Implement a somewhat convenient and somewhat efficient way to perform RPC in an embedded context.

The approach is inspired by Go's channels, with the restriction that there is a clear separation into a requester and a responder.

Requests may be canceled, which the responder should honour on a best-effort basis.

For each pair of Request and Response types, the macro interchange! generates a type that implements the Interchange trait.

The Requester and Responder types (to send/cancel requests, and to respond to such demands) are generic with only this one type parameter.

Example use cases

  • USB device interrupt handler performs low-level protocol details, hands off commands from the host to higher-level logic running in the idle thread. This higher-level logic need only understand clearly typed commands, as moduled by variants of a given Request enum.
  • trussed crypto service, responding to crypto request from apps across TrustZone for Cortex-M secure/non-secure boundaries.
  • Request to blink a few lights and reply on button press
#[derive(Clone, Debug, PartialEq)]
pub enum Request {
    This(u8, u32),
    That(i64),
}

#[derive(Clone, Debug, PartialEq)]
pub enum Response {
    Here(u8, u8, u8),
    There(i16),
}

interchange::interchange! {
    ExampleInterchange: (Request, Response)
}

let (mut rq, mut rp) = ExampleInterchange::claim().unwrap();

assert!(rq.state() == State::Idle);

// happy path: no cancelation
let request = Request::This(1, 2);
assert!(rq.request(request).is_ok());

let request = rp.take_request().unwrap();
println!("rp got request: {:?}", &request);

let response = Response::There(-1);
assert!(!rp.is_canceled());
assert!(rp.respond(response).is_ok());

let response = rq.take_response().unwrap();
println!("rq got response: {:?}", &response);

// early cancelation path
assert!(rq.request(request).is_ok());

let request =  rq.cancel().unwrap().unwrap();
println!("responder could cancel: {:?}", &request);

assert!(rp.take_request().is_none());
assert!(State::Idle == rq.state());

// late cancelation
assert!(rq.request(request).is_ok());
let request = rp.take_request().unwrap();

println!("responder could cancel: {:?}", &rq.cancel().unwrap().is_none());
assert!(rp.is_canceled());
assert!(rp.respond(response).is_err());
assert!(rp.acknowledge_cancel().is_ok());
assert!(State::Idle == rq.state());

Approach

It is assumed that all requests fit in a single Request enum, and that all responses fit in single Response enum. The macro interchange! allocates a static buffer in which either response or request fit, and handles synchronization.

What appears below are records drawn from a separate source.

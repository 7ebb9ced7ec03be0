//! Recent alerts list

use crate::binders::style::{apply_style, severity_style};
use crate::binders::{require_region, BindError};
use crate::models::Alert;
use crate::surface::{regions, Element, Surface};

pub const NAME: &str = "alert list";

pub const NO_ALERTS_TEXT: &str = "Sin alertas registradas.";

/// Replace the list content with one entry per alert, in input order
pub fn render<S: Surface + ?Sized>(surface: &mut S, alerts: &[Alert]) -> Result<(), BindError> {
    let list = require_region(surface, NAME, regions::LISTA_ALERTAS)?;
    list.clear_children();

    if alerts.is_empty() {
        list.append_child(
            Element::new("li")
                .with_class("list-group-item")
                .with_text(NO_ALERTS_TEXT),
        );
        return Ok(());
    }

    for alert in alerts {
        list.append_child(alert_entry(alert));
    }

    Ok(())
}

fn alert_entry(alert: &Alert) -> Element {
    let mut details = Element::new("div").with_child(Element::new("strong").with_text(&alert.timestamp));
    details.append_markup("<br>");
    details.append_text(&alert.message);

    let mut badge = Element::new("span")
        .with_class("badge rounded-pill")
        .with_text(alert.severity.as_str());
    apply_style(&mut badge, severity_style(&alert.severity));

    Element::new("li")
        .with_class("list-group-item d-flex justify-content-between align-items-start")
        .with_child(details)
        .with_child(badge)
}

An alternative approach would be to use two heapless Queues of length one each for response and requests. The advantage of our construction is to have only one static memory region in use.

Safety

It is possible that this implementation is currently not sound. To be determined!

Due to the macro construction, certain implementation details are more public than one would hope for: the macro needs to run in the code of users of this library. We take a somewhat Pythonic "we're all adults here" approach, in that the user is expected to only use the publicly documented API (the ideally private details are hidden from documentation).

Macros

interchange

Use this macro to generate a pair of RPC pipes for any pair of Request/Response enums you wish to implement.

Structs

Requester

Requesting end of the RPC interchange.

Responder

Processing end of the RPC interchange.

Enums

State

State of the RPC interchange

Traits

Interchange

Do NOT implement this yourself! Use the macro interchange!.